I ran my customary screen of the biggest movers last week that were also still within 10% of their 52-week highs. The idea is to look for strong, market-leading stocks that are getting stronger.
Here’s what I came up with:
We see a familiar list of household product names, including Hershey (HSY), PepsiCo (PEP), and Molson Coors (TAP), as well as mass-market retailers like Walmart (WMT) and Target (TGT).
Walmart recently became the latest company to surpass $1 trillion in market cap, which is proof of both the company’s enduring strength as a retailer and the continued affordability crisis crimping American budgets.
So, might any of these be good buys?
I’ll do a longer deep dive into the sector tomorrow, but I can tell you that of the top performers from last week, only cosmetics company Ulta Beauty (ULTA) rates as “Bullish” on my Green Zone Power Ratings system. All the rest are either “Bearish” or “Neutral.”

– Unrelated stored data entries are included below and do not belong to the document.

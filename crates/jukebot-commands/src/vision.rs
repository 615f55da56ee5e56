// SPDX-FileCopyrightText: 2026 Jukebot Contributors
// SPDX-License-Identifier: MIT OR Apache-2.0

//! The vision command: describe an attached image with a text prompt.

use jukebot_context::{CommandInvocation, param_map};
use jukebot_core::types::{DisplayCard, Reply, TextRequest};
use jukebot_core::{JukebotError, ScopeId, UserId};
use jukebot_media::{BROWSER_USER_AGENT, TempFile};
use serde_json::json;

use crate::deps::{AttachmentRef, CommandDeps};

const VISION_CARD_COLOR: u32 = 5_763_719;

/// Typed request for the vision command.
#[derive(Debug, Clone)]
pub struct VisionCommand {
    pub user: UserId,
    pub scope: ScopeId,
    pub attachment: AttachmentRef,
    /// Falls back to the configured vision prompt when empty.
    pub prompt: Option<String>,
}

/// Interprets an attached image and replies with a card: the image
/// re-displayed, the description in the footer.
///
/// The image is re-downloaded for display and deleted after the reply is
/// sent (scoped temp-file guard).
pub async fn vision(deps: &CommandDeps, cmd: VisionCommand) -> Result<(), JukebotError> {
    let prompt = cmd
        .prompt
        .clone()
        .filter(|p| !p.is_empty())
        .unwrap_or_else(|| deps.config.prompts.vision.clone());

    let mut ctx = CommandInvocation::open(
        cmd.user.clone(),
        cmd.scope.clone(),
        "vision",
        param_map([
            ("vision_prompt", json!(prompt)),
            ("attachment", json!(cmd.attachment.file_name)),
        ]),
    );

    let response = deps
        .backend
        .generate_text(TextRequest {
            prompt: prompt.clone(),
            model: Some(deps.config.backend.vision_model.clone()),
            image_url: Some(cmd.attachment.url.clone()),
            max_output_tokens: Some(deps.config.backend.max_output_tokens),
            ..TextRequest::default()
        })
        .await?;

    // Re-download the image so the reply can display it; the local copy
    // is transient and deleted once the guard drops.
    let temp = TempFile::adopt(
        deps.artifacts
            .download(
                &cmd.attachment.url,
                &cmd.attachment.file_name,
                &[("User-Agent", BROWSER_USER_AGENT)],
            )
            .await?,
    );

    let mut card = DisplayCard::new(
        "Vision Response",
        format!("User Input:\n```{prompt}```"),
        VISION_CARD_COLOR,
    );
    card.image_attachment = Some(cmd.attachment.file_name.clone());
    card.footer = Some(response.text);

    deps.channel
        .reply(
            &cmd.scope,
            Reply::default()
                .with_card(card)
                .with_attachment(temp.path().to_path_buf()),
        )
        .await?;
    drop(temp);

    ctx.save(deps.records.as_ref()).await
}
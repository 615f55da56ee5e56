// SPDX-FileCopyrightText: 2026 Jukebot Contributors
// SPDX-License-Identifier: MIT OR Apache-2.0

//! Deterministic naming and storage of generated files.
//!
//! Final artifacts live under `<root>/<invocation id>/<file name>`;
//! transient downloads (reference images, re-displayed attachments) live
//! under `<root>/downloads/<target name>` and are owned by the caller via
//! [`TempFile`](crate::temp::TempFile).

use std::path::PathBuf;
use std::time::Duration;

use jukebot_core::JukebotError;
use tracing::debug;

/// Browser-like user agent for fetching chat-platform CDN attachments.
pub const BROWSER_USER_AGENT: &str = "Mozilla/5.0 (Windows NT 6.1) AppleWebKit/537.36 \
     (KHTML, like Gecko) Chrome/41.0.2228.0 Safari/537.3";

/// File store for generated media.
#[derive(Debug, Clone)]
pub struct ArtifactStore {
    root: PathBuf,
    client: reqwest::Client,
}

impl ArtifactStore {
    /// Creates a store rooted at `root`. The directory itself is created
    /// lazily, per artifact.
    pub fn new(root: impl Into<PathBuf>) -> Result<Self, JukebotError> {
        let client = reqwest::Client::builder()
            .timeout(Duration::from_secs(120))
            .build()
            .map_err(|e| JukebotError::Channel {
                message: format!("failed to build HTTP client: {e}"),
                source: Some(Box::new(e)),
            })?;
        Ok(Self {
            root: root.into(),
            client,
        })
    }

    /// Derives the storage location for an invocation's artifact.
    ///
    /// Deterministic and collision-resistant: the invocation id partitions
    /// files, and callers embed timestamp and model name in `file_name`.
    /// Ensures the parent directory exists; no other side effects.
    pub fn path_for(&self, invocation_id: &str, file_name: &str) -> Result<PathBuf, JukebotError> {
        let dir = self.root.join(invocation_id);
        std::fs::create_dir_all(&dir).map_err(|e| JukebotError::Storage {
            source: Box::new(e),
        })?;
        Ok(dir.join(file_name))
    }

    /// Writes artifact bytes under [`path_for`](Self::path_for) and returns
    /// the location.
    pub async fn write(
        &self,
        invocation_id: &str,
        file_name: &str,
        bytes: &[u8],
    ) -> Result<PathBuf, JukebotError> {
        let path = self.path_for(invocation_id, file_name)?;
        tokio::fs::write(&path, bytes)
            .await
            .map_err(|e| JukebotError::Storage {
                source: Box::new(e),
            })?;
        debug!(path = %path.display(), size = bytes.len(), "artifact written");
        Ok(path)
    }

    /// Fetches a remote resource to a local path under `target_name`.
    ///
    /// Used for reference-image acquisition and vision-command re-display.
    /// The caller owns the returned file and must delete it on every exit
    /// path of its operation (wrap it in a `TempFile`).
    pub async fn download(
        &self,
        url: &str,
        target_name: &str,
        headers: &[(&str, &str)],
    ) -> Result<PathBuf, JukebotError> {
        let mut request = self.client.get(url);
        for (name, value) in headers {
            request = request.header(*name, *value);
        }

        let response = request.send().await.map_err(|e| JukebotError::Channel {
            message: format!("failed to fetch {url}: {e}"),
            source: Some(Box::new(e)),
        })?;

        let status = response.status();
        if !status.is_success() {
            return Err(JukebotError::Channel {
                message: format!("fetch of {url} returned {status}"),
                source: None,
            });
        }

        let bytes = response.bytes().await.map_err(|e| JukebotError::Channel {
            message: format!("failed to read body of {url}: {e}"),
            source: Some(Box::new(e)),
        })?;

        let dir = self.root.join("downloads");
        std::fs::create_dir_all(&dir).map_err(|e| JukebotError::Storage {
            source: Box::new(e),
        })?;
        let path = dir.join(target_name);
        tokio::fs::write(&path, &bytes)
            .await
            .map_err(|e| JukebotError::Storage {
                source: Box::new(e),
            })?;

        debug!(
            url = url,
            path = %path.display(),
            size = bytes.len(),
            "downloaded remote file"
        );
        Ok(path)
    }
}

#[cfg(test)]
mod tests {
    use super::*;
    use wiremock::matchers::{header, method, path};
    use wiremock::{Mock, MockServer, ResponseTemplate};

    #[test]
    fn path_for_is_deterministic() {
        let dir = tempfile::tempdir().unwrap();
        let store = ArtifactStore::new(dir.path()).unwrap();

        let a = store.path_for("inv-1", "sora-2-job1.mp4").unwrap();
        let b = store.path_for("inv-1", "sora-2-job1.mp4").unwrap();
        assert_eq!(a, b, "same invocation and file name yield the same location");
        assert!(a.parent().unwrap().is_dir(), "parent structure created");
    }

    #[test]
    fn path_for_partitions_by_invocation() {
        let dir = tempfile::tempdir().unwrap();
        let store = ArtifactStore::new(dir.path()).unwrap();

        let a = store.path_for("inv-1", "out.png").unwrap();
        let b = store.path_for("inv-2", "out.png").unwrap();
        assert_ne!(a, b);
    }

    #[tokio::test]
    async fn write_persists_bytes() {
        let dir = tempfile::tempdir().unwrap();
        let store = ArtifactStore::new(dir.path()).unwrap();

        let path = store.write("inv-1", "a.bin", b"media bytes").await.unwrap();
        assert_eq!(std::fs::read(&path).unwrap(), b"media bytes");
    }

    #[tokio::test]
    async fn download_fetches_with_headers() {
        let server = MockServer::start().await;
        Mock::given(method("GET"))
            .and(path("/attachment.png"))
            .and(header("User-Agent", BROWSER_USER_AGENT))
            .respond_with(ResponseTemplate::new(200).set_body_bytes(b"png bytes".to_vec()))
            .mount(&server)
            .await;

        let dir = tempfile::tempdir().unwrap();
        let store = ArtifactStore::new(dir.path()).unwrap();

        let url = format!("{}/attachment.png", server.uri());
        let path = store
            .download(&url, "attachment.png", &[("User-Agent", BROWSER_USER_AGENT)])
            .await
            .unwrap();
        assert_eq!(std::fs::read(&path).unwrap(), b"png bytes");
    }

    #[tokio::test]
    async fn download_surfaces_http_failure() {
        let server = MockServer::start().await;
        Mock::given(method("GET"))
            .and(path("/missing.png"))
            .respond_with(ResponseTemplate::new(404))
            .mount(&server)
            .await;

        let dir = tempfile::tempdir().unwrap();
        let store = ArtifactStore::new(dir.path()).unwrap();

        let url = format!("{}/missing.png", server.uri());
        let err = store.download(&url, "missing.png", &[]).await.unwrap_err();
        assert!(matches!(err, JukebotError::Channel { .. }));
    }
}
// SPDX-FileCopyrightText: 2026 Jukebot Contributors
// SPDX-License-Identifier: MIT OR Apache-2.0

//! Slash-command handlers for Jukebot.
//!
//! Each handler opens a [`CommandInvocation`](jukebot_context::CommandInvocation)
//! first and saves it on every terminal path, including early returns.
//! Shared state (quota, talk registry, chat threads) arrives through
//! [`CommandDeps`] -- nothing is global.

pub mod chat;
pub mod deps;
pub mod image;
pub mod video;
pub mod vision;
pub mod voice;

pub use chat::{ChatCommand, ThreadTracker, chat};
pub use deps::{AttachmentRef, CommandDeps};
pub use image::{ImageCommand, image};
pub use video::{VideoCommand, video};
pub use vision::{VisionCommand, vision};
pub use voice::{RatherCommand, SayCommand, TalkCommand, join, leave, rather, say, talk};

Any Value in the Communications Rubble?
Venture capitalist Marc Andreessen famously said that “software is eating the world” back in 2011. Now the fear is that software is getting eaten by AI. A new update by AI firm Anthropic that showcased its coding prowess hit software stocks hard last week.
Is the selloff in software stocks overdone?
Let’s take a look.
I ran my customary screen of the sector’s biggest losers for the week that are still trading within 10% of their 52-week lows. The idea is to find a beaten-down gem that is poised to recover.
This is what popped up on my screen:
The biggest loser last week was News Corp (NWSA), the owner of Fox News, the Wall Street Journal and a host of other media properties. The woes facing traditional media are well known and not specifically tied to AI. But the damage across most of the rest was directly due to fears of AI cannibalizing their businesses. For example, video game maker Take-Two Interactive Software (TTWO) was down over 11% as investors fear the sustainability of a businesses in which gamers can effectively build their own games for free.
So, are any of these worth a look?
Not for now.
Every stock on the list is rated “Bearish” or “Neutral” on my Green Zone Power Ratings system. So, for now a little patience is warranted.